Aquellas manos regordetas, que parecían haber envejecido 20 años de un día para otro, me extendieron un sobre arrugado por la desesperación y la incertidumbre, al frente del cual pude reconocer la estilizada letra de Georgina, Gina, la mujer que había amado desde mi más tierna infancia, pero que, finalmente, había tenido que aceptar que nunca sería mía.

Vecinos. Amigos desde niños. Incontables juegos. Horas y horas al sol o bajo la lluvia. En las calles matando dragones y rescatando princesas. No, jugar a la "casita" no era para ella, para ella eran las bicicletas y los patines, y jugar a la "hora del té" era para "tontitas"; jugar al "doctor" era otra cosa: "Geniclólogo. Igual que mi papá", ése era el plan, ése era su futuro desde que tenía cinco años.

Pero el tiempo o el destino o Dios o el Karma, no sé, tenían planes diferentes. La pubertad llegó como la marea creciente: lenta pero inexorable. Años complicados para ambos. Cambios esperados pero no por ello menos difíciles. Misterios que se revelaban cada día. Cuerpos en crecimiento, mentes en expansión y corazones que se abrían a ilusiones antes desconocidas.

El primer amor. La primera prueba de fe. Para mí, la maestra de sexto año que tenía novio. Para ella, el descubrimiento de un hado cruel, despiadado, un destino que no la dejaría ser en un mundo cerrado, cuadrado hasta la ridícula perfección de su propia imperfección, que no admite la desviación, incapaz de reconocer la belleza en los tonos de gris.

El miedo y la incertidumbre lo lograron, separaron lo que todo el mundo creía inseparable, cortaron con precisión quirúrgica los lazos que nos unían y dejaron atrás recuerdos que dolían como la ceniza de un habano que cae sobre una mano desprevenida.

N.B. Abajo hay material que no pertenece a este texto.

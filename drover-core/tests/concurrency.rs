//! Concurrency tests for agents and the agent manager
//!
//! These tests validate that:
//! - An agent never runs two executions at once, whoever triggers them
//! - Racing rebuilds of one tenant leave exactly one live set and no stray timers
//! - Racing start and stop never leave a running agent without its timer
//! - Tenants run independently of each other

use std::sync::Arc;
use std::sync::atomic::{AtomicU64, Ordering};
use std::time::Duration;

use async_trait::async_trait;
use tokio::sync::Semaphore;

use drover_core::{
    Agent, AgentConfig, AgentKind, AgentManager, AgentOutput, AgentSettings, AgentStatus,
    ConfigError, ConfigProvider, GlobalConfig, MemoryStore, MockExecutor, MockExecutorFactory,
    Schedule, Scheduler, StaticConfigProvider, TenantPhase, UserConfig,
};

const MINUTE: Duration = Duration::from_secs(60);

fn slow_mock(delay: Duration) -> Arc<MockExecutor> {
    Arc::new(MockExecutor::new(AgentOutput::default()).with_delay(delay))
}

#[tokio::test(start_paused = true)]
async fn overlapping_run_once_calls_never_execute_concurrently() {
    let scheduler = Arc::new(Scheduler::new("t1"));
    let mock = slow_mock(Duration::from_secs(20));
    scheduler
        .register(Arc::new(
            Agent::builder(AgentConfig::new("a", "a", Schedule::Manual), mock.clone()).build(),
        ))
        .await
        .unwrap();

    let s1 = Arc::clone(&scheduler);
    let s2 = Arc::clone(&scheduler);
    let (first, second) = tokio::join!(
        async move { s1.run_once("a", None).await },
        async move {
            tokio::time::sleep(Duration::from_secs(5)).await;
            s2.run_once("a", None).await
        },
    );

    let dispositions = [first.unwrap(), second.unwrap()];
    assert_eq!(dispositions.iter().filter(|d| d.is_skipped()).count(), 1);
    assert_eq!(mock.max_concurrency(), 1);
    assert_eq!(mock.call_count(), 1);
    assert_eq!(scheduler.agent("a").await.unwrap().run_count, 1);
}

#[tokio::test(start_paused = true)]
async fn timer_tick_during_manual_run_is_dropped() {
    let scheduler = Scheduler::new("t1");
    let mock = slow_mock(Duration::from_secs(80));
    scheduler
        .register(Arc::new(
            Agent::builder(
                AgentConfig::new("a", "a", Schedule::Interval { minutes: 1 }),
                mock.clone(),
            )
            .build(),
        ))
        .await
        .unwrap();
    scheduler.start("a").await.unwrap();

    // Manual run from 0:30 to 1:50 covers the tick at 1:00
    tokio::time::sleep(Duration::from_secs(30)).await;
    let disposition = scheduler.run_once("a", None).await.unwrap();
    assert!(!disposition.is_skipped());

    assert_eq!(mock.max_concurrency(), 1);
    assert_eq!(mock.call_count(), 1);
    assert!(!scheduler.armed().await.is_empty());
}

fn tenant_config() -> UserConfig {
    UserConfig::default()
        .with_settings(AgentKind::Email, AgentSettings::enabled().every(1))
        .with_settings(AgentKind::Task, AgentSettings::enabled())
        .with_gmail_credentials()
}

fn manager(factory: Arc<MockExecutorFactory>) -> AgentManager {
    let config = Arc::new(
        StaticConfigProvider::new(GlobalConfig::fully_provisioned())
            .with_tenant("t1", tenant_config())
            .with_tenant("t2", tenant_config()),
    );
    let store = Arc::new(MemoryStore::new());
    AgentManager::new(config, factory, store.clone(), store)
}

#[tokio::test(start_paused = true)]
async fn racing_initializations_leave_one_set() {
    let factory = Arc::new(MockExecutorFactory::new(AgentOutput::default()));
    let manager = Arc::new(manager(factory.clone()));

    let m1 = Arc::clone(&manager);
    let m2 = Arc::clone(&manager);
    let m3 = Arc::clone(&manager);
    let (r1, r2, r3) = tokio::join!(
        async move { m1.initialize_for_user("t1").await },
        async move { m2.initialize_for_user("t1").await },
        async move { m3.start_agent("t1", AgentKind::Email).await },
    );
    assert!(r1.is_ok() && r2.is_ok() && r3.is_ok());
    assert_eq!(manager.tenant_phase("t1").await, TenantPhase::Active);

    tokio::time::sleep(3 * MINUTE + Duration::from_secs(1)).await;

    // However many sets were built, only the surviving one ticks
    let email_calls: u64 = factory
        .built()
        .await
        .iter()
        .filter(|b| b.kind == AgentKind::Email)
        .map(|b| b.executor.call_count())
        .sum();
    assert_eq!(email_calls, 3);
}

#[tokio::test(start_paused = true)]
async fn tenants_progress_independently() {
    let factory = Arc::new(MockExecutorFactory::from_template(|kind| match kind {
        AgentKind::Task => MockExecutor::default().with_delay(10 * MINUTE),
        _ => MockExecutor::default(),
    }));
    let manager = Arc::new(manager(factory.clone()));
    manager.initialize_for_user("t1").await.unwrap();
    manager.initialize_for_user("t2").await.unwrap();

    // t1's task agent is stuck in a long run; t2 keeps ticking
    let stuck = manager
        .run_agent_once("t1", AgentKind::Task, None)
        .await
        .unwrap();
    tokio::time::sleep(2 * MINUTE + Duration::from_secs(1)).await;

    let t2_email = factory.executor_for("t2", AgentKind::Email).await.unwrap();
    assert_eq!(t2_email.call_count(), 2);
    assert!(!stuck.is_finished());

    // Stopping t1 does not cancel the run already in flight
    manager.stop_for_user("t1").await;
    let disposition = stuck.await.unwrap().unwrap();
    assert!(disposition.result().unwrap().is_success());
}

#[tokio::test(flavor = "multi_thread", worker_threads = 4)]
async fn racing_start_and_stop_keep_timer_and_status_in_step() {
    let scheduler = Arc::new(Scheduler::new("t1"));
    scheduler
        .register(Arc::new(
            Agent::builder(
                AgentConfig::new("a", "a", Schedule::Interval { minutes: 1 }),
                Arc::new(MockExecutor::default()),
            )
            .build(),
        ))
        .await
        .unwrap();

    for round in 0..50 {
        let starter = Arc::clone(&scheduler);
        let stopper = Arc::clone(&scheduler);
        let (started, stopped) = tokio::join!(
            tokio::spawn(async move { starter.start("a").await }),
            tokio::spawn(async move { stopper.stop("a").await }),
        );
        started.unwrap().unwrap();
        stopped.unwrap().unwrap();

        let status = scheduler.agent("a").await.unwrap().status;
        let armed = scheduler.armed().await.contains(&"a".to_string());
        assert_eq!(
            armed,
            status == AgentStatus::Running,
            "round {round}: status {status:?}, armed {armed}"
        );
    }
}

/// Holds every tenant config read until a permit is released; the first
/// read fails
struct GatedProvider {
    inner: StaticConfigProvider,
    gate: Semaphore,
    reads: AtomicU64,
}

impl GatedProvider {
    fn reads(&self) -> u64 {
        self.reads.load(Ordering::SeqCst)
    }

    async fn wait_for_reads(&self, n: u64) {
        while self.reads() < n {
            tokio::task::yield_now().await;
        }
    }
}

#[async_trait]
impl ConfigProvider for GatedProvider {
    async fn load_user_config(&self, tenant_id: &str) -> Result<UserConfig, ConfigError> {
        let read = self.reads.fetch_add(1, Ordering::SeqCst) + 1;
        self.gate
            .acquire()
            .await
            .map_err(|e| ConfigError::Unavailable(e.to_string()))?
            .forget();
        if read == 1 {
            return Err(ConfigError::Unavailable("config store restarting".to_string()));
        }
        self.inner.load_user_config(tenant_id).await
    }

    async fn load_global_config(&self) -> Result<GlobalConfig, ConfigError> {
        self.inner.load_global_config().await
    }
}

#[tokio::test]
async fn tenant_stays_building_until_the_last_racing_build_ends() {
    let provider = Arc::new(GatedProvider {
        inner: StaticConfigProvider::new(GlobalConfig::fully_provisioned()).with_tenant(
            "t1",
            UserConfig::default().with_settings(AgentKind::Task, AgentSettings::enabled()),
        ),
        gate: Semaphore::new(0),
        reads: AtomicU64::new(0),
    });
    let store = Arc::new(MemoryStore::new());
    let manager = Arc::new(AgentManager::new(
        provider.clone(),
        Arc::new(MockExecutorFactory::new(AgentOutput::default())),
        store.clone(),
        store,
    ));

    let m1 = Arc::clone(&manager);
    let failing = tokio::spawn(async move { m1.initialize_for_user("t1").await });
    provider.wait_for_reads(1).await;
    let m2 = Arc::clone(&manager);
    let succeeding = tokio::spawn(async move { m2.initialize_for_user("t1").await });
    provider.wait_for_reads(2).await;
    assert_eq!(manager.tenant_phase("t1").await, TenantPhase::Building);

    provider.gate.add_permits(1);
    assert!(failing.await.unwrap().is_err());
    assert_eq!(manager.tenant_phase("t1").await, TenantPhase::Building);

    provider.gate.add_permits(1);
    succeeding.await.unwrap().unwrap();
    assert_eq!(manager.tenant_phase("t1").await, TenantPhase::Active);
}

Y la adolescencia se alzó como una llamarada de preguntas sin respuesta, de miedos y descubrimientos. Como un incendio forestal, aquel mar de hormonas arrasó a su paso con una infancia llena de nociones preconcebidas, de ideas sembradas al gusto y la conveniencia de los demás, de una familia con ojos incapaces de ver más allá de sus propias expectativas, de amigos de un verano sumergidos hasta el cuello en roles rígidos impuestos desde afuera, de una sociedad forjada a golpe de conceptos inflexibles, de prejuicios inmisericordes que someten, entierran y degradan todo aquello que no entienden, todo aquello que se sale de la norma, todo aquello que no sea 1+1=2.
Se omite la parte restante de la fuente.